Location: I mostly reside in Brooklyn, N.Y.

Occupation: I work part-time as an adjunct professor at CUNY/Guttman and KBCC (Kingsborough Community College). I also work as a fundraiser/organizer for community organizations on the East Coast, as well as in the Western Balkans. My mom used to say that my job is one of “mahalača” (Bosnian word for a woman who knows everyone’s secrets) in all New York, as I’ve lived and worked in all boroughs and Vermont since 1994. My work life has not changed much from the time I lived Montenegro, Serbia and Bosnia.

Connection to Balkan music/dance: I attend a lot of performances of my musician friends and (adopted) family gatherings. It’s safe to say that it’s part of my daily routine. There is an ad-hoc Rakunci chorus that I coordinate with immigrants and refugees from all parts of my former motherland. The other day, we went to sing with a woman who was opening a new practice, or if there is a “Balkan bash” or some public event we go as a group. I recall a time that Emerson Hawley and Marian Eines (Zlatne Uste) used to come to my “naški” language class, so instead of a traditional class on grammar, I simply would come up with a line from songs, books or poetry or jokes. Frame drum classes with Polly Tapia Ferber (Skype), Seido Salifoski, and most recently singing with Tamara, are a very special treat! I also perform with the PGG Brass Band with activist musicians at public events.

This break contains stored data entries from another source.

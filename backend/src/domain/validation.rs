//! Shared field-validation helpers.
//!
//! Entity modules express their per-field rules through [`Violations`], an
//! accumulator that collects every failing field before a submission is
//! rejected. Validation is pure: nothing here touches persistence.

use std::sync::OnceLock;

use regex::Regex;

use crate::domain::error::{Error, FieldErrors};

/// Accumulates per-field validation messages across one submission.
///
/// Services run every applicable rule before consulting the result, so a
/// payload failing two fields reports both in a single error.
#[derive(Debug, Default)]
pub(crate) struct Violations {
    fields: FieldErrors,
}

impl Violations {
    pub(crate) fn new() -> Self {
        Self::default()
    }

    /// Record a failing rule for `field`.
    pub(crate) fn push(&mut self, field: &str, message: impl Into<String>) {
        self.fields
            .entry(field.to_owned())
            .or_default()
            .push(message.into());
    }

    /// Resolve to `Ok(())` when no rule failed, otherwise a validation error
    /// carrying the whole field map.
    pub(crate) fn into_result(self) -> Result<(), Error> {
        if self.fields.is_empty() {
            Ok(())
        } else {
            Err(Error::validation(self.fields))
        }
    }
}

static CLIENT_NAME_RE: OnceLock<Regex> = OnceLock::new();
static EMAIL_RE: OnceLock<Regex> = OnceLock::new();
static PHONE_RE: OnceLock<Regex> = OnceLock::new();

/// Characters permitted in a client name. Length is enforced separately.
pub(crate) fn client_name_regex() -> &'static Regex {
    CLIENT_NAME_RE.get_or_init(|| {
        let pattern = r"^[a-zA-Z0-9\s\-'\.]+$";
        Regex::new(pattern)
            .unwrap_or_else(|error| panic!("client name regex failed to compile: {error}"))
    })
}

/// RFC-like mailbox shape used for client email addresses.
pub(crate) fn email_regex() -> &'static Regex {
    EMAIL_RE.get_or_init(|| {
        let pattern = r"^[a-zA-Z0-9._%+-]+@[a-zA-Z0-9.-]+\.[a-zA-Z]{2,}$";
        Regex::new(pattern)
            .unwrap_or_else(|error| panic!("email regex failed to compile: {error}"))
    })
}

/// North-American `###-###-####` phone shape.
pub(crate) fn phone_regex() -> &'static Regex {
    PHONE_RE.get_or_init(|| {
        let pattern = r"^\d{3}-\d{3}-\d{4}$";
        Regex::new(pattern)
            .unwrap_or_else(|error| panic!("phone regex failed to compile: {error}"))
    })
}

Number of times at Balkan camp: My son actually asked me to take part in a traditional music class in 2012. He has been learning bass for a few years, but has expressed a desire to “help me” by learning in a setting with other American youth. Since then, we have both been hooked to a wonderful community of East Coast camp friends. It’s a delightful week!

Studied at camp: I really like all singing classes. Merita Halili (Albanian singing) is a huge inspiration as well Polly Tapia Ferber (doumbek); they are both fabulous teachers. I also tried many other classes, but this scholarship year gave me more time to take a zurla class with Jessica Ruiz and Milo Destanovski. Rena Karyofyllidou takes dancing to a spiritual level with a smile and an open heart that is transcending to youth and adults alike. All the singing teachers are really wonderful and have encouraged me to sing and play, so I’m more confident as a singer and performer, not just behind a closed “avlija” door (“avlija” is a courtyard from the Ottoman era with tall walls to protect women and children).

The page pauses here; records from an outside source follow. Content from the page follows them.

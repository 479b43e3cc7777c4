//! Client service: ownership-scoped CRUD with a guarded delete.

use std::sync::Arc;

use crate::domain::client::{Client, ClientDraft, ClientPatch};
use crate::domain::error::Error;
use crate::domain::error_mapping::{
    map_client_repository_error, map_job_repository_error, map_order_repository_error,
};
use crate::domain::guard::{ensure_owner, require_authenticated};
use crate::domain::ports::{ClientRepository, JobRepository, NewClientRecord, OrderRepository};
use crate::domain::projections::{self, ClientDetail, ClientOrders};

/// Application service for clients.
#[derive(Clone)]
pub struct ClientService {
    clients: Arc<dyn ClientRepository>,
    orders: Arc<dyn OrderRepository>,
    jobs: Arc<dyn JobRepository>,
}

impl ClientService {
    /// Create the service over its collaborating ports.
    pub fn new(
        clients: Arc<dyn ClientRepository>,
        orders: Arc<dyn OrderRepository>,
        jobs: Arc<dyn JobRepository>,
    ) -> Self {
        Self {
            clients,
            orders,
            jobs,
        }
    }

    /// List the acting user's clients, each with its derived job view.
    pub async fn list(&self, acting: Option<i32>) -> Result<Vec<ClientDetail>, Error> {
        let acting = require_authenticated(acting)?;
        let clients = self
            .clients
            .list_for_user(acting)
            .await
            .map_err(map_client_repository_error)?;
        let orders = self
            .orders
            .list_for_user(acting)
            .await
            .map_err(map_order_repository_error)?;
        let jobs = self.jobs_referenced(&orders).await?;

        Ok(clients
            .iter()
            .map(|client| projections::client_detail(client, &orders, &jobs))
            .collect())
    }

    /// Create a client owned by the acting user. The owner always comes
    /// from the caller identity, never from the payload.
    pub async fn create(
        &self,
        acting: Option<i32>,
        draft: ClientDraft,
    ) -> Result<ClientDetail, Error> {
        let acting = require_authenticated(acting)?;
        draft.validate()?;

        let client = self
            .clients
            .insert(NewClientRecord {
                name: draft.name,
                email: draft.email,
                phone: draft.phone,
                company: draft.company,
                address: draft.address,
                notes: draft.notes,
                user_id: acting,
            })
            .await
            .map_err(map_client_repository_error)?;

        tracing::info!(client_id = client.id, user_id = acting, "client created");
        // A fresh client has no orders, so its job view is empty.
        Ok(projections::client_detail(&client, &[], &[]))
    }

    /// Patch a client the acting user owns.
    pub async fn update(
        &self,
        acting: Option<i32>,
        client_id: i32,
        patch: ClientPatch,
    ) -> Result<ClientDetail, Error> {
        let acting = require_authenticated(acting)?;
        let client = self.find_existing(client_id).await?;
        ensure_owner(acting, client.user_id, "client")?;

        if patch.is_empty() {
            return Err(Error::invalid_request("No data provided"));
        }
        patch.validate()?;

        let updated = self
            .clients
            .update(client_id, patch)
            .await
            .map_err(map_client_repository_error)?
            .ok_or_else(|| Error::not_found("Client not found"))?;

        self.detail(&updated).await
    }

    /// Delete a client the acting user owns. Refused while any order still
    /// references it; on success the pre-delete snapshot comes back.
    pub async fn delete(
        &self,
        acting: Option<i32>,
        client_id: i32,
    ) -> Result<ClientDetail, Error> {
        let acting = require_authenticated(acting)?;
        let client = self.find_existing(client_id).await?;
        ensure_owner(acting, client.user_id, "client")?;

        let dependents = self
            .orders
            .count_for_client(client_id)
            .await
            .map_err(map_order_repository_error)?;
        if dependents > 0 {
            return Err(Error::conflict("Cannot delete client with existing order!"));
        }

        // No orders means no derived jobs; snapshot before the row goes.
        let snapshot = projections::client_detail(&client, &[], &[]);
        self.clients
            .delete(client_id)
            .await
            .map_err(map_client_repository_error)?
            .ok_or_else(|| Error::not_found("Client not found"))?;

        tracing::info!(client_id, user_id = acting, "client deleted");
        Ok(snapshot)
    }

    /// A client with all of its orders, each order carrying its job.
    pub async fn orders(
        &self,
        acting: Option<i32>,
        client_id: i32,
    ) -> Result<ClientOrders, Error> {
        let acting = require_authenticated(acting)?;
        let client = self.find_existing(client_id).await?;
        ensure_owner(acting, client.user_id, "client")?;

        let orders = self
            .orders
            .list_for_client(client_id)
            .await
            .map_err(map_order_repository_error)?;
        let jobs = self.jobs_referenced(&orders).await?;

        let client_slice = std::slice::from_ref(&client);
        let order_details = orders
            .iter()
            .map(|order| {
                projections::order_detail(order, client_slice, &jobs).ok_or_else(|| {
                    Error::storage(format!("order {} references a missing job", order.id))
                })
            })
            .collect::<Result<Vec<_>, _>>()?;

        Ok(ClientOrders {
            client: projections::client_detail(&client, &orders, &jobs),
            orders: order_details,
        })
    }

    async fn find_existing(&self, client_id: i32) -> Result<Client, Error> {
        self.clients
            .find_by_id(client_id)
            .await
            .map_err(map_client_repository_error)?
            .ok_or_else(|| Error::not_found("Client not found"))
    }

    async fn detail(&self, client: &Client) -> Result<ClientDetail, Error> {
        let orders = self
            .orders
            .list_for_client(client.id)
            .await
            .map_err(map_order_repository_error)?;
        let jobs = self.jobs_referenced(&orders).await?;
        Ok(projections::client_detail(client, &orders, &jobs))
    }

    async fn jobs_referenced(
        &self,
        orders: &[crate::domain::order::Order],
    ) -> Result<Vec<crate::domain::job::Job>, Error> {
        let mut job_ids: Vec<i32> = orders.iter().map(|order| order.job_id).collect();
        job_ids.sort_unstable();
        job_ids.dedup();
        self.jobs
            .find_by_ids(&job_ids)
            .await
            .map_err(map_job_repository_error)
    }
}

#[cfg(test)]
#[path = "client_service_tests.rs"]
mod tests;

Memorable moment at camp: Impossible to talk about ONE! so here are three:

a) Every night there is legendary singing, jamming and dancing in front of the Haticś’ cabin (Bosnian singing teacher Mensur and his wife Mediha) with Seido Salifoski, Sal Mamudoski, Raif Hyseni, and this year particularly to learn belly dancing moves with Nicole Hoffschneider. Plus special “coffee cup” fortune readings. This year a special “baby shower” was held at this infamous venue.

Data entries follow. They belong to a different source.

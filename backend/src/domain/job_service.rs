//! Job catalog service.
//!
//! Jobs are shared: listing and lookup are anonymous, while every mutation
//! requires an authenticated caller. "Removing" a job never touches the
//! shared row; it deletes the acting user's orders for it.

use std::sync::Arc;

use crate::domain::error::Error;
use crate::domain::error_mapping::{
    map_client_repository_error, map_job_repository_error, map_order_repository_error,
};
use crate::domain::guard::require_authenticated;
use crate::domain::job::{Job, JobDraft, JobPatch};
use crate::domain::order::{Order, OrderStatus};
use crate::domain::ports::{ClientRepository, JobRepository, NewJobRecord, OrderRepository};
use crate::domain::projections::{self, JobDetail, JobOrders};

/// Application service for the job catalog.
#[derive(Clone)]
pub struct JobService {
    jobs: Arc<dyn JobRepository>,
    orders: Arc<dyn OrderRepository>,
    clients: Arc<dyn ClientRepository>,
}

impl JobService {
    /// Create the service over its collaborating ports.
    pub fn new(
        jobs: Arc<dyn JobRepository>,
        orders: Arc<dyn OrderRepository>,
        clients: Arc<dyn ClientRepository>,
    ) -> Self {
        Self {
            jobs,
            orders,
            clients,
        }
    }

    /// The whole catalog, each job with its unscoped client view.
    pub async fn list(&self) -> Result<Vec<JobDetail>, Error> {
        let jobs = self.jobs.list().await.map_err(map_job_repository_error)?;
        let orders = self
            .orders
            .list_all()
            .await
            .map_err(map_order_repository_error)?;
        let clients = self.clients_referenced(&orders).await?;

        Ok(jobs
            .iter()
            .map(|job| projections::job_detail(job, &orders, &clients, None))
            .collect())
    }

    /// Look up one job with its unscoped client view.
    pub async fn fetch(&self, job_id: i32) -> Result<JobDetail, Error> {
        let job = self.find_existing(job_id).await?;
        self.detail(&job).await
    }

    /// Add a job to the shared catalog.
    pub async fn create(&self, acting: Option<i32>, draft: JobDraft) -> Result<JobDetail, Error> {
        require_authenticated(acting)?;
        draft.validate()?;

        let job = self
            .jobs
            .insert(NewJobRecord {
                title: draft.title,
                category: draft.category,
                description: draft.description,
                duration: draft.duration,
            })
            .await
            .map_err(map_job_repository_error)?;

        tracing::info!(job_id = job.id, "job added to catalog");
        Ok(projections::job_detail(&job, &[], &[], None))
    }

    /// Patch a catalog entry.
    pub async fn update(
        &self,
        acting: Option<i32>,
        job_id: i32,
        patch: JobPatch,
    ) -> Result<JobDetail, Error> {
        require_authenticated(acting)?;
        self.find_existing(job_id).await?;

        if patch.is_empty() {
            return Err(Error::invalid_request("No data provided"));
        }
        patch.validate()?;

        let updated = self
            .jobs
            .update(job_id, patch)
            .await
            .map_err(map_job_repository_error)?
            .ok_or_else(|| Error::not_found("Job not found"))?;

        self.detail(&updated).await
    }

    /// Remove a job from the acting user's book by deleting that user's
    /// orders for it. Blocked while any of those orders is in progress;
    /// meaningless (not found) when the user never ordered the job.
    pub async fn remove_for_user(
        &self,
        acting: Option<i32>,
        job_id: i32,
    ) -> Result<JobDetail, Error> {
        let acting = require_authenticated(acting)?;
        let job = self.find_existing(job_id).await?;

        let user_orders = self
            .orders
            .list_for_job_and_user(job_id, acting)
            .await
            .map_err(map_order_repository_error)?;
        if user_orders.is_empty() {
            return Err(Error::not_found("No orders found for this job"));
        }
        if user_orders
            .iter()
            .any(|order| order.status == OrderStatus::InProgress)
        {
            return Err(Error::conflict("Cannot remove job with active orders!"));
        }

        let snapshot = self.detail(&job).await?;
        let removed = self
            .orders
            .delete_for_job_and_user(job_id, acting)
            .await
            .map_err(map_order_repository_error)?;

        tracing::info!(job_id, user_id = acting, removed, "job removed from user");
        Ok(snapshot)
    }

    /// A job with the acting user's orders for it, each order carrying its
    /// client.
    pub async fn orders(&self, acting: Option<i32>, job_id: i32) -> Result<JobOrders, Error> {
        let acting = require_authenticated(acting)?;
        let job = self.find_existing(job_id).await?;

        let user_orders = self
            .orders
            .list_for_job_and_user(job_id, acting)
            .await
            .map_err(map_order_repository_error)?;
        let clients = self.clients_referenced(&user_orders).await?;
        let jobs = std::slice::from_ref(&job);

        let order_details = user_orders
            .iter()
            .map(|order| {
                projections::order_detail(order, &clients, jobs).ok_or_else(|| {
                    Error::storage(format!("order {} references a missing client", order.id))
                })
            })
            .collect::<Result<Vec<_>, _>>()?;

        Ok(JobOrders {
            job: self.detail(&job).await?,
            orders: order_details,
        })
    }

    async fn find_existing(&self, job_id: i32) -> Result<Job, Error> {
        self.jobs
            .find_by_id(job_id)
            .await
            .map_err(map_job_repository_error)?
            .ok_or_else(|| Error::not_found("Job not found"))
    }

    /// Unscoped detail: every client that reached the job, across users.
    async fn detail(&self, job: &Job) -> Result<JobDetail, Error> {
        let orders = self
            .orders
            .list_for_job(job.id)
            .await
            .map_err(map_order_repository_error)?;
        let clients = self.clients_referenced(&orders).await?;
        Ok(projections::job_detail(job, &orders, &clients, None))
    }

    async fn clients_referenced(
        &self,
        orders: &[Order],
    ) -> Result<Vec<crate::domain::client::Client>, Error> {
        let mut client_ids: Vec<i32> = orders.iter().map(|order| order.client_id).collect();
        client_ids.sort_unstable();
        client_ids.dedup();
        self.clients
            .find_by_ids(&client_ids)
            .await
            .map_err(map_client_repository_error)
    }
}

#[cfg(test)]
#[path = "job_service_tests.rs"]
mod tests;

b) The band “Novi Hitovi” at kafana was totally a treat; but everything that goes on at kafana stays in kafana, so I will not share.

c) This year Polly and I had an earnest conversation on the “cultural appropriation” topic and the state of current affairs in our community and globally, which was a continuum of a long thread from the EEFC listserv. We understand that many people have shied away from political topics for many years. But we live in a different era. We share a feeling that people have an opportunity and a privilege to hold important, lively, heartfelt dialogs in a safe place like camp, and to indentify who they are in this conversation so that they can build on what has been going on. To paraphrase the Dalai Lama: “As long as people play the kinds of music and dance which have spiritual meaning, it could change ethnicities or religions or borders or continents from its original groups, but it remains spiritual to people who practice and pay respect and give credit to their cultures.” We all agreed that is not “cultural appropriation” but a syncretic thing in the best possible way, like the Mediterranean cultures have had for many centuries.

I would like to add:  I am so very grateful to the Scholarship Committee, participants and teachers alike who have created an environment for all of us to thrive and dive deep into our creative and authentic selves. Life at camp cannot be compared to any other. I am so very grateful.